Inhabited since at least 7000 BC, according to tradition, the island’s name derives its name from Icarus, the son of Daedalus in Greek mythology, who was believed to have fallen into the sea nearby, and today Ikaria is a popular tourist destination famous for its sandy beaches, picturesque villages and pristine natural landscape.
However, it wasn’t always the slice of paradise of modern times.
Hundreds of years ago, in fact, the island was one of favorite target for the pirates who called the Aegean their home, so to protect themselves from their raids, the locals started building anti-pirate homes deep into the mountains, to make their island look uninhabited from the sea.
And, at one point in history, the entire population of Ikaria concealed itself in rock houses that didn’t attract attention (unless you literally walked past them).

Either way, historical records said that piracy plagued Ikaria and other islands of the Aegean since the 1st Century BC, but things only got worse with the passing of time.
Raids of the island occurred both under Roman and Byzantine rule, and in the 14th century, after the island became a part of the Republic of Genoa, piracy got so bad that the locals destroyed their own ports to deter incursions.
But that wasn’t enough.
It was only after Ikaria was incorporated into the Ottoman Empire that its inhabitants decided to take desperate measures.
Also the lax rule of the ottomans encouraged pirates to attack and raid islands, and locals didn’t have many options to deal with the situation.
They could, for example, either stand their ground and probably die, or leave their beloved home and move somewhere safer.
But they chose a third option.
With no real hope of successfully resisting pirate invaders, they abandoned their homes on the coast of the island and migrated inward, into the mountains, making it seem like they had abandoned the island entirely.

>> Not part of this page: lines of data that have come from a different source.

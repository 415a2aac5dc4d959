//! Journal and mood stores.

use std::path::PathBuf;
use std::sync::Arc;

use chrono::{DateTime, Utc};
use dashmap::DashMap;
use uuid::Uuid;

use super::types::{JournalEntry, Mood, MoodEntry, ReflectionPrompt};
use crate::error::ApiError;
use crate::persist;

const JOURNAL_COLLECTION: &str = "journal_entries";
const MOOD_COLLECTION: &str = "mood_entries";

/// Partial update applied to an existing journal entry.
#[derive(Debug, Default)]
pub struct JournalPatch {
    pub title: Option<String>,
    pub content: Option<String>,
    pub reflection_prompts: Option<Vec<ReflectionPrompt>>,
    pub tags: Option<Vec<String>>,
    pub is_private: Option<bool>,
}

// ── Journal Entries ──────────────────────────────────────────────────────────

/// Store for journal entries, keyed by entry id.
#[derive(Clone)]
pub struct JournalStore {
    by_id: Arc<DashMap<String, JournalEntry>>,
    data_dir: Option<PathBuf>,
}

impl JournalStore {
    pub fn new(data_dir: Option<PathBuf>) -> Self {
        let by_id: Arc<DashMap<String, JournalEntry>> = Arc::new(DashMap::new());
        if let Some(ref dir) = data_dir {
            for (id, entry) in persist::load_collection::<JournalEntry>(dir, JOURNAL_COLLECTION) {
                by_id.insert(id, entry);
            }
        }
        Self { by_id, data_dir }
    }

    #[allow(clippy::too_many_arguments)]
    pub fn create(
        &self,
        user_id: &str,
        date: &str,
        title: &str,
        content: &str,
        reflection_prompts: Vec<ReflectionPrompt>,
        tags: Vec<String>,
        is_private: bool,
        now: DateTime<Utc>,
    ) -> JournalEntry {
        let entry = JournalEntry {
            id: Uuid::new_v4().to_string(),
            user_id: user_id.to_string(),
            date: date.to_string(),
            title: title.to_string(),
            content: content.to_string(),
            reflection_prompts,
            tags,
            is_private,
            created_at: now,
            updated_at: now,
        };
        self.by_id.insert(entry.id.clone(), entry.clone());
        self.persist();
        entry
    }

    /// Apply a partial update. Unknown ids are an error, never an upsert.
    pub fn update(
        &self,
        id: &str,
        patch: JournalPatch,
        now: DateTime<Utc>,
    ) -> Result<JournalEntry, ApiError> {
        let mut entry = self
            .by_id
            .get_mut(id)
            .ok_or(ApiError::NotFound("Journal entry"))?;

        if let Some(title) = patch.title {
            entry.title = title;
        }
        if let Some(content) = patch.content {
            entry.content = content;
        }
        if let Some(prompts) = patch.reflection_prompts {
            entry.reflection_prompts = prompts;
        }
        if let Some(tags) = patch.tags {
            entry.tags = tags;
        }
        if let Some(is_private) = patch.is_private {
            entry.is_private = is_private;
        }
        entry.updated_at = now;
        let updated = entry.clone();
        drop(entry);

        self.persist();
        Ok(updated)
    }

    pub fn delete(&self, id: &str) -> Result<(), ApiError> {
        match self.by_id.remove(id) {
            Some(_) => {
                self.persist();
                Ok(())
            }
            None => Err(ApiError::NotFound("Journal entry")),
        }
    }

    /// Entries for one user, newest first, with optional day filters.
    pub fn list(
        &self,
        user_id: &str,
        date: Option<&str>,
        from_date: Option<&str>,
        to_date: Option<&str>,
    ) -> Vec<JournalEntry> {
        let mut entries: Vec<JournalEntry> = self
            .by_id
            .iter()
            .filter(|e| e.user_id == user_id)
            .filter(|e| date.map_or(true, |d| e.date == d))
            .filter(|e| from_date.map_or(true, |d| e.date.as_str() >= d))
            .filter(|e| to_date.map_or(true, |d| e.date.as_str() <= d))
            .map(|e| e.value().clone())
            .collect();
        entries.sort_by(|a, b| (b.date.as_str(), b.created_at).cmp(&(a.date.as_str(), a.created_at)));
        entries
    }

    fn persist(&self) {
        if let Some(ref dir) = self.data_dir {
            let entries = self
                .by_id
                .iter()
                .map(|e| (e.key().clone(), e.value().clone()))
                .collect();
            persist::save_collection(dir, JOURNAL_COLLECTION, &entries);
        }
    }
}

// ── Mood Entries ─────────────────────────────────────────────────────────────

fn mood_key(user_id: &str, date: &str) -> String {
    format!("{user_id}|{date}")
}

/// Store for mood entries, keyed by the (user, day) natural key.
#[derive(Clone)]
pub struct MoodStore {
    by_key: Arc<DashMap<String, MoodEntry>>,
    data_dir: Option<PathBuf>,
}

impl MoodStore {
    pub fn new(data_dir: Option<PathBuf>) -> Self {
        let by_key: Arc<DashMap<String, MoodEntry>> = Arc::new(DashMap::new());
        if let Some(ref dir) = data_dir {
            for (key, entry) in persist::load_collection::<MoodEntry>(dir, MOOD_COLLECTION) {
                by_key.insert(key, entry);
            }
        }
        Self { by_key, data_dir }
    }

    /// Insert or update the mood for (user, day), preserving `created_at`.
    pub fn upsert(
        &self,
        user_id: &str,
        date: &str,
        mood: Mood,
        intensity: u8,
        note: Option<String>,
        now: DateTime<Utc>,
    ) -> MoodEntry {
        let key = mood_key(user_id, date);
        let mut entry = self.by_key.entry(key).or_insert_with(|| MoodEntry {
            id: Uuid::new_v4().to_string(),
            user_id: user_id.to_string(),
            date: date.to_string(),
            mood,
            intensity,
            note: None,
            created_at: now,
            updated_at: now,
        });
        entry.mood = mood;
        entry.intensity = intensity;
        entry.note = note;
        entry.updated_at = now;
        let result = entry.clone();
        drop(entry);

        self.persist();
        result
    }

    /// Entries for one user, newest first, with optional day filters.
    pub fn list(
        &self,
        user_id: &str,
        date: Option<&str>,
        from_date: Option<&str>,
        to_date: Option<&str>,
    ) -> Vec<MoodEntry> {
        let mut entries: Vec<MoodEntry> = self
            .by_key
            .iter()
            .filter(|e| e.user_id == user_id)
            .filter(|e| date.map_or(true, |d| e.date == d))
            .filter(|e| from_date.map_or(true, |d| e.date.as_str() >= d))
            .filter(|e| to_date.map_or(true, |d| e.date.as_str() <= d))
            .map(|e| e.value().clone())
            .collect();
        entries.sort_by(|a, b| (b.date.as_str(), b.created_at).cmp(&(a.date.as_str(), a.created_at)));
        entries
    }

    pub fn delete_by_id(&self, id: &str) -> Result<(), ApiError> {
        let key = self
            .by_key
            .iter()
            .find(|e| e.id == id)
            .map(|e| e.key().clone());
        match key {
            Some(k) => {
                self.by_key.remove(&k);
                self.persist();
                Ok(())
            }
            None => Err(ApiError::NotFound("Mood entry")),
        }
    }

    fn persist(&self) {
        if let Some(ref dir) = self.data_dir {
            let entries = self
                .by_key
                .iter()
                .map(|e| (e.key().clone(), e.value().clone()))
                .collect();
            persist::save_collection(dir, MOOD_COLLECTION, &entries);
        }
    }
}
/// Compute the sorted set of upcoming trigger instants.
///
/// Collects every enabled `HH:mm` trigger across all users' settings,
/// deduplicated, and maps each to today's instant when it has not yet
/// passed, otherwise tomorrow's. One entry per distinct time of day, no
/// matter how many users share it.
pub fn schedule_times(
    settings: &[NotificationSettings],
    now: NaiveDateTime,
) -> Vec<NaiveDateTime> {
    let mut clock_strings: BTreeSet<String> = BTreeSet::new();

    for setting in settings {
        if setting.daily_reminders.enabled {
            clock_strings.extend(setting.daily_reminders.times.iter().cloned());
        }
        if setting.streak_protection.enabled {
            clock_strings.insert(setting.streak_protection.alert_time.clone());
        }
        if setting.weekly_summary.enabled {
            clock_strings.insert(setting.weekly_summary.time.clone());
        }
    }

    let mut instants: Vec<NaiveDateTime> = clock_strings
        .iter()
        .filter_map(|clock| {
            // Stored times are validated on input; skip anything unparseable.
            let time = dates::parse_clock(clock).ok()?;
            let today = now.date().and_time(time);
            Some(if today < now {
                today + Duration::days(1)
            } else {
                today
            })
        })
        .collect();
    instants.sort();
    instants
}

/// Dispatch notifications for one `HH:mm` target time.
///
/// A no-op (all counters zero) when the invocation instant is more than 60
/// seconds from the target — that absorbs trigger jitter and double fires
/// near the minute boundary. A failure in one delivery group is logged and
/// does not stop the remaining groups.
pub async fn dispatch_for_time(
    settings: &SettingsStore,
    subscriptions: &SubscriptionStore,
    records: &ChantingRecordStore,
    push: &dyn PushDelivery,
    time: &str,
    now: NaiveDateTime,
) -> ApiResult<DispatchCounters> {
    let target_clock = dates::parse_clock(time)?;
    let target = now.date().and_time(target_clock);

    let drift = (now - target).num_seconds().abs();
    if drift > GUARD_WINDOW_SECS {
        tracing::info!(time, drift_secs = drift, "Outside dispatch window, skipping");
        return Ok(DispatchCounters::default());
    }

    let time = dates::normalize_clock(time)?;
    let today = now.date();
    let today_str = dates::day_string(today);
    let weekday = now.date().weekday().num_days_from_sunday();

    // Collect qualifying (token, message) candidates. A user may qualify in
    // more than one category at the same time; each category emits its own
    // message.
    let mut candidates: Vec<(String, PushMessage)> = Vec::new();

    for setting in settings.enabled_settings() {
        let Some(token) = subscriptions.token_for(&setting.user_id) else {
            continue;
        };

        if setting.daily_reminders.enabled && setting.daily_reminders.times.contains(&time) {
            let body = setting
                .custom_message
                .clone()
                .unwrap_or_else(|| DAILY_BODY.to_string());
            candidates.push((
                token.clone(),
                PushMessage {
                    title: DAILY_TITLE.to_string(),
                    body,
                },
            ));
        }

        if setting.streak_protection.enabled
            && setting.streak_protection.alert_time == time
            && !records.has_activity_on(&setting.user_id, &today_str)
        {
            candidates.push((
                token.clone(),
                PushMessage {
                    title: STREAK_TITLE.to_string(),
                    body: STREAK_BODY.to_string(),
                },
            ));
        }

        if setting.weekly_summary.enabled
            && setting.weekly_summary.time == time
            && u32::from(setting.weekly_summary.day) == weekday
        {
            let week_start = dates::day_string(dates::week_start(today));
            let week_total: u64 = records
                .in_range(&setting.user_id, &week_start, &today_str)
                .iter()
                .map(|r| r.chant_count)
                .sum();
            let streak = stats::streak(&records.daily_totals(&setting.user_id), today);

            candidates.push((
                token.clone(),
                PushMessage {
                    title: WEEKLY_TITLE.to_string(),
                    body: weekly_summary_body(week_total, streak),
                },
            ));
        }
    }

    let mut counters = DispatchCounters {
        total_attempted: candidates.len() as u64,
        ..DispatchCounters::default()
    };
    if candidates.is_empty() {
        return Ok(counters);
    }

    // Batch by identical message content: one multicast per shared message.
    let mut groups: HashMap<PushMessage, Vec<String>> = HashMap::new();
    for (token, message) in candidates {
        groups.entry(message).or_default().push(token);
    }

    let mut invalid_tokens: HashSet<String> = HashSet::new();

    for (message, tokens) in groups {
        if let [token] = tokens.as_slice() {
            match push.send(token, &message).await {
                Ok(SendOutcome::Delivered) => counters.success_count += 1,
                Ok(SendOutcome::InvalidToken) => {
                    invalid_tokens.insert(token.clone());
                }
                Ok(SendOutcome::Failed(reason)) => {
                    tracing::warn!(reason, "Push send failed");
                }
                Err(e) => {
                    tracing::warn!(error = %e, "Push send errored, continuing with next group");
                }
            }
        } else {
            match push.send_multicast(&tokens, &message).await {
                Ok(outcomes) => {
                    for (token, outcome) in tokens.iter().zip(outcomes) {
                        match outcome {
                            SendOutcome::Delivered => counters.success_count += 1,
                            SendOutcome::InvalidToken => {
                                invalid_tokens.insert(token.clone());
                            }
                            SendOutcome::Failed(reason) => {
                                tracing::warn!(reason, "Push send failed within multicast");
                            }
                        }
                    }
                }
                Err(e) => {
                    tracing::warn!(error = %e, "Multicast errored, continuing with next group");
                }
            }
        }
    }

    counters.invalid_tokens_removed = subscriptions.remove_tokens(&invalid_tokens) as u64;

    tracing::info!(
        time = %time,
        success = counters.success_count,
        attempted = counters.total_attempted,
        purged = counters.invalid_tokens_removed,
        "Dispatch complete"
    );
    Ok(counters)
}

/// Weekly summary body from the week-to-date total and current streak.
pub fn weekly_summary_body(week_total: u64, streak: u32) -> String {
    format!(
        "Great week! You chanted {} times and maintained a {streak}-day streak! Keep up the amazing work! 🙏",
        format_count(week_total)
    )
}

/// Render a count with thousands separators (4200 → "4,200").
fn format_count(value: u64) -> String {
    let digits = value.to_string();
    let mut out = String::with_capacity(digits.len() + digits.len() / 3);
    for (i, c) in digits.chars().enumerate() {
        if i > 0 && (digits.len() - i) % 3 == 0 {
            out.push(',');
        }
        out.push(c);
    }
    out
}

Many moved in modest, stone-built homes that lacked the comfort of their village houses, but offered perfect camouflage.
Known not by chance as “anti-pirate houses”, these dwellings incorporated natural features of the island’s mountainous landscape, such as boulders, rocks, cliff overhangs and thickets, thus making them harder to spot from long distances.
Ikarians would continue to build and live in anti-pirate homes for about three decades, a period commonly known as “piratiki epochi” or “the pirate era”.

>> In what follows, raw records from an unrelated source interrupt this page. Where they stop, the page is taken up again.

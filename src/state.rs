//! Shared server state.
//!
//! All per-domain stores are concurrent (DashMap) for lock-free access and
//! are cheap to clone; `AppState` is handed to axum via `Router::with_state`.

use std::path::PathBuf;
use std::sync::Arc;

use crate::auth::store::{SessionStore, UserStore};
use crate::journal::store::{JournalStore, MoodStore};
use crate::mantra::store::MantraStore;
use crate::notify::push::PushDelivery;
use crate::notify::store::{SettingsStore, SubscriptionStore};
use crate::tracker::store::{ChantingNoteStore, ChantingRecordStore};

/// Default session lifetime (matches the session cookie's Max-Age).
pub const DEFAULT_SESSION_TTL_DAYS: i64 = 7;

/// Server configuration.
#[derive(Debug, Clone)]
pub struct AppConfig {
    pub port: u16,
    /// Where stores persist their JSON collections. None keeps everything
    /// in memory only.
    pub data_dir: Option<PathBuf>,
    /// Shared secret the scheduled-dispatch endpoint requires as a bearer
    /// token. None disables dispatch entirely.
    pub cron_secret: Option<String>,
    pub session_ttl_days: i64,
}

impl Default for AppConfig {
    fn default() -> Self {
        Self {
            port: 8080,
            data_dir: None,
            cron_secret: None,
            session_ttl_days: DEFAULT_SESSION_TTL_DAYS,
        }
    }
}

/// Shared server state.
#[derive(Clone)]
pub struct AppState {
    pub users: UserStore,
    pub sessions: SessionStore,
    pub mantras: MantraStore,
    pub records: ChantingRecordStore,
    pub notes: ChantingNoteStore,
    pub journal: JournalStore,
    pub moods: MoodStore,
    pub notification_settings: SettingsStore,
    pub subscriptions: SubscriptionStore,

    /// Push delivery backend. None when no server key is configured; the
    /// notification endpoints that need it answer with an explicit error.
    pub push: Option<Arc<dyn PushDelivery>>,

    pub config: AppConfig,
}

impl AppState {
    /// Build state with every store loading from (and persisting to) the
    /// configured data directory.
    pub fn new(config: AppConfig, push: Option<Arc<dyn PushDelivery>>) -> Self {
        let dir = config.data_dir.clone();
        Self {
            users: UserStore::new(dir.clone()),
            sessions: SessionStore::new(dir.clone()),
            mantras: MantraStore::new(dir.clone()),
            records: ChantingRecordStore::new(dir.clone()),
            notes: ChantingNoteStore::new(dir.clone()),
            journal: JournalStore::new(dir.clone()),
            moods: MoodStore::new(dir.clone()),
            notification_settings: SettingsStore::new(dir.clone()),
            subscriptions: SubscriptionStore::new(dir),
            push,
            config,
        }
    }

    /// In-memory state for tests.
    #[cfg(test)]
    pub fn for_tests() -> Self {
        Self::new(AppConfig::default(), None)
    }
}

To avoid attracting attention, houses would generally have just one level, lower than the boulder or cliff camouflaging it and they would have no chimney, to prevent columns of smoke.

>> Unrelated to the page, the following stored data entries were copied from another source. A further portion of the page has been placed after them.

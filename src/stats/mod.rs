//! Practice statistics — day/week/month totals, per-mantra breakdowns,
//! consecutive-day streaks, and the zero-filled analytics series.
//!
//! Everything here is a pure computation over a user's chanting records;
//! the handlers in [`api`] read the stores and delegate.

pub mod api;

use std::collections::HashMap;

use chrono::{Duration, NaiveDate};
use serde::Serialize;

use crate::dates;
use crate::mantra::store::Mantra;
use crate::tracker::types::ChantingRecord;

/// The backward streak walk gives up after a year.
const STREAK_SCAN_DAYS: i64 = 365;

/// Aggregate totals for one user.
#[derive(Debug, Clone, Serialize, PartialEq, Eq)]
pub struct PracticeStats {
    pub today: u64,
    pub week: u64,
    pub month: u64,
    pub streak: u32,
}

/// Per-mantra slice of the same totals. Mantras with no activity appear
/// with zeroes.
#[derive(Debug, Clone, Serialize)]
pub struct MantraStats {
    pub mantra: Mantra,
    pub today: u64,
    pub week: u64,
    pub month: u64,
}

/// Full stats report.
#[derive(Debug, Clone, Serialize)]
pub struct StatsReport {
    pub stats: PracticeStats,
    #[serde(rename = "mantraStats")]
    pub mantra_stats: Vec<MantraStats>,
}

/// One day of the analytics time series.
#[derive(Debug, Clone, Serialize)]
#[serde(rename_all = "camelCase")]
pub struct DayPoint {
    pub date: String,
    pub total: u64,
    /// Mantra id → count for this day, zero-filled for every catalog mantra.
    pub by_mantra: HashMap<String, u64>,
}

/// Per-mantra total over an analytics window.
#[derive(Debug, Clone, Serialize)]
#[serde(rename_all = "camelCase")]
pub struct MantraTotal {
    pub name: String,
    pub category: String,
    pub value: u64,
    pub mantra_id: String,
}

/// Summed chant count per day across a set of records.
pub fn daily_totals(records: &[ChantingRecord]) -> HashMap<String, u64> {
    let mut totals: HashMap<String, u64> = HashMap::new();
    for record in records {
        *totals.entry(record.chant_date.clone()).or_default() += record.chant_count;
    }
    totals
}

/// Current consecutive-day streak ending at `as_of`.
///
/// Walks backward one day at a time for up to a year. Day 0 (the reference
/// day) never breaks the walk on its own absence — a quiet reference day is
/// simply not counted, and earlier days still extend the streak. Day i > 0
/// with no activity stops the walk.
pub fn streak(totals_by_day: &HashMap<String, u64>, as_of: NaiveDate) -> u32 {
    let mut streak = 0;
    for i in 0..STREAK_SCAN_DAYS {
        let day = dates::day_string(as_of - Duration::days(i));
        if totals_by_day.get(&day).copied().unwrap_or(0) > 0 {
            streak += 1;
        } else if i > 0 {
            break;
        }
    }
    streak
}

/// Compute the full stats report from a user's complete record set.
pub fn compute_stats(
    records: &[ChantingRecord],
    mantras: &[Mantra],
    as_of: NaiveDate,
) -> StatsReport {
    let today = dates::day_string(as_of);
    let week_start = dates::day_string(dates::week_start(as_of));
    let month_start = dates::day_string(dates::month_start(as_of));

    let mut totals = PracticeStats {
        today: 0,
        week: 0,
        month: 0,
        streak: 0,
    };
    let mut per_mantra: HashMap<&str, (u64, u64, u64)> = HashMap::new();

    for record in records {
        let date = record.chant_date.as_str();
        let count = record.chant_count;
        let slot = per_mantra.entry(record.mantra_id.as_str()).or_default();

        if date >= month_start.as_str() && date <= today.as_str() {
            totals.month += count;
            slot.2 += count;
        }
        if date >= week_start.as_str() && date <= today.as_str() {
            totals.week += count;
            slot.1 += count;
        }
        if date == today {
            totals.today += count;
            slot.0 += count;
        }
    }

    totals.streak = streak(&daily_totals(records), as_of);

    let mantra_stats = mantras
        .iter()
        .map(|mantra| {
            let (today, week, month) = per_mantra
                .get(mantra.id.as_str())
                .copied()
                .unwrap_or_default();
            MantraStats {
                mantra: mantra.clone(),
                today,
                week,
                month,
            }
        })
        .collect();

    StatsReport {
        stats: totals,
        mantra_stats,
    }
}

/// Chronological daily series over an inclusive window, zero-filled for days
/// (and catalog mantras) with no activity.
pub fn analytics_series(
    records: &[ChantingRecord],
    mantras: &[Mantra],
    start: NaiveDate,
    end: NaiveDate,
) -> Vec<DayPoint> {
    let mut by_day: HashMap<&str, HashMap<&str, u64>> = HashMap::new();
    for record in records {
        *by_day
            .entry(record.chant_date.as_str())
            .or_default()
            .entry(record.mantra_id.as_str())
            .or_default() += record.chant_count;
    }

    let mut series = Vec::new();
    let mut day = start;
    while day <= end {
        let date = dates::day_string(day);
        let counts = by_day.get(date.as_str());
        let by_mantra: HashMap<String, u64> = mantras
            .iter()
            .map(|m| {
                let count = counts
                    .and_then(|c| c.get(m.id.as_str()).copied())
                    .unwrap_or(0);
                (m.id.clone(), count)
            })
            .collect();
        series.push(DayPoint {
            total: by_mantra.values().sum(),
            date,
            by_mantra,
        });
        day += Duration::days(1);
    }
    series
}

/// Per-mantra totals over a record set, sorted by descending count. Mantras
/// with no activity in the window are omitted.
pub fn mantra_totals(records: &[ChantingRecord], mantras: &[Mantra]) -> Vec<MantraTotal> {
    let mut sums: HashMap<&str, u64> = HashMap::new();
    for record in records {
        *sums.entry(record.mantra_id.as_str()).or_default() += record.chant_count;
    }

    let mut totals: Vec<MantraTotal> = mantras
        .iter()
        .filter_map(|mantra| {
            let value = sums.get(mantra.id.as_str()).copied()?;
            Some(MantraTotal {
                name: mantra.name.clone(),
                category: mantra.category.clone(),
                value,
                mantra_id: mantra.id.clone(),
            })
        })
        .collect();
    totals.sort_by(|a, b| b.value.cmp(&a.value));
    totals
}

#[cfg(test)]
mod tests {
    use super::*;
    use chrono::Utc;
    use uuid::Uuid;

    fn record(user: &str, mantra: &str, date: &str, count: u64) -> ChantingRecord {
        let now = Utc::now();
        ChantingRecord {
            id: Uuid::new_v4().to_string(),
            user_id: user.to_string(),
            mantra_id: mantra.to_string(),
            chant_date: date.to_string(),
            chant_count: count,
            created_at: now,
            updated_at: now,
        }
    }

    fn mantra(id: &str, name: &str) -> Mantra {
        Mantra {
            id: id.to_string(),
            name: name.to_string(),
            sanskrit: String::new(),
            transliteration: String::new(),
            description: String::new(),
            audio_url: None,
            category: "Prayer".to_string(),
            duration_seconds: 30,
            created_at: Utc::now(),
        }
    }

    fn day(s: &str) -> NaiveDate {
        crate::dates::parse_day(s).unwrap()
    }

    #[test]
    fn test_streak_counts_consecutive_days() {
        // Activity on D, D-1, D-2; none on D-3.
        let records = vec![
            record("u", "m", "2024-01-10", 16),
            record("u", "m", "2024-01-09", 16),
            record("u", "m", "2024-01-08", 16),
            record("u", "m", "2024-01-06", 16),
        ];
        assert_eq!(streak(&daily_totals(&records), day("2024-01-10")), 3);
    }

    #[test]
    fn test_streak_gap_stops_walk() {
        // Zero on D-1 but activity on D and D-2: the gap at i=1 stops the walk.
        let records = vec![
            record("u", "m", "2024-01-10", 16),
            record("u", "m", "2024-01-08", 16),
        ];
        assert_eq!(streak(&daily_totals(&records), day("2024-01-10")), 1);
    }

    #[test]
    fn test_streak_quiet_reference_day_does_not_break() {
        // No activity on D itself, but D-1 and D-2 chanted: streak is 2.
        let records = vec![
            record("u", "m", "2024-01-09", 16),
            record("u", "m", "2024-01-08", 16),
        ];
        assert_eq!(streak(&daily_totals(&records), day("2024-01-10")), 2);
    }

    #[test]
    fn test_streak_zero_for_no_records() {
        assert_eq!(streak(&HashMap::new(), day("2024-01-10")), 0);
    }

    #[test]
    fn test_compute_stats_totals() {
        // 2024-01-10 is a Wednesday; week starts Sunday 2024-01-07.
        let as_of = day("2024-01-10");
        let mantras = vec![mantra("m1", "Maha Mantra"), mantra("m2", "Gayatri")];
        let records = vec![
            record("u", "m1", "2024-01-10", 108), // today
            record("u", "m2", "2024-01-08", 54),  // this week
            record("u", "m1", "2024-01-02", 27),  // this month, before week start
            record("u", "m1", "2023-12-31", 999), // previous month, excluded
        ];

        let report = compute_stats(&records, &mantras, as_of);
        assert_eq!(
            report.stats,
            PracticeStats {
                today: 108,
                week: 162,
                month: 189,
                streak: 1,
            }
        );

        // Every catalog mantra appears, zero-filled where inactive.
        assert_eq!(report.mantra_stats.len(), 2);
        assert_eq!(report.mantra_stats[0].today, 108);
        assert_eq!(report.mantra_stats[1].today, 0);
        assert_eq!(report.mantra_stats[1].week, 54);
    }

    #[test]
    fn test_compute_stats_empty_user() {
        let report = compute_stats(&[], &[mantra("m1", "Maha Mantra")], day("2024-01-10"));
        assert_eq!(
            report.stats,
            PracticeStats {
                today: 0,
                week: 0,
                month: 0,
                streak: 0,
            }
        );
        assert_eq!(report.mantra_stats.len(), 1);
    }

    #[test]
    fn test_analytics_series_zero_fills() {
        // Three-day window with activity only on the middle day.
        let mantras = vec![mantra("m1", "Maha Mantra")];
        let records = vec![record("u", "m1", "2024-01-02", 32)];

        let series = analytics_series(&records, &mantras, day("2024-01-01"), day("2024-01-03"));
        assert_eq!(series.len(), 3);
        assert_eq!(series[0].date, "2024-01-01");
        assert_eq!(series[0].total, 0);
        assert_eq!(series[1].total, 32);
        assert_eq!(series[1].by_mantra.get("m1"), Some(&32));
        assert_eq!(series[2].total, 0);
        assert_eq!(series[2].by_mantra.get("m1"), Some(&0));
    }

    #[test]
    fn test_mantra_totals_sorted_descending() {
        let mantras = vec![mantra("m1", "Maha Mantra"), mantra("m2", "Gayatri")];
        let records = vec![
            record("u", "m1", "2024-01-01", 10),
            record("u", "m2", "2024-01-01", 40),
        ];

        let totals = mantra_totals(&records, &mantras);
        assert_eq!(totals.len(), 2);
        assert_eq!(totals[0].mantra_id, "m2");
        assert_eq!(totals[0].value, 40);
    }
}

Locals would mostly interact at night and avoid using fire or any sources of light, and they didn’t even keep dogs, for fear that their barking would attract unwanted guests.
Still today, ghost mountain villages, and Lagkada is just one example, feature stone dwellings from that time, many of which are as hard to spot today as they were back then.

Interestingly, despite the hardships endured by the locals over the centuries, Ikaria is one of the world’s rare “blue zones”, known as Greece’s land of longevity, where one in three people ends up living well into their 90s, and many become centenarians….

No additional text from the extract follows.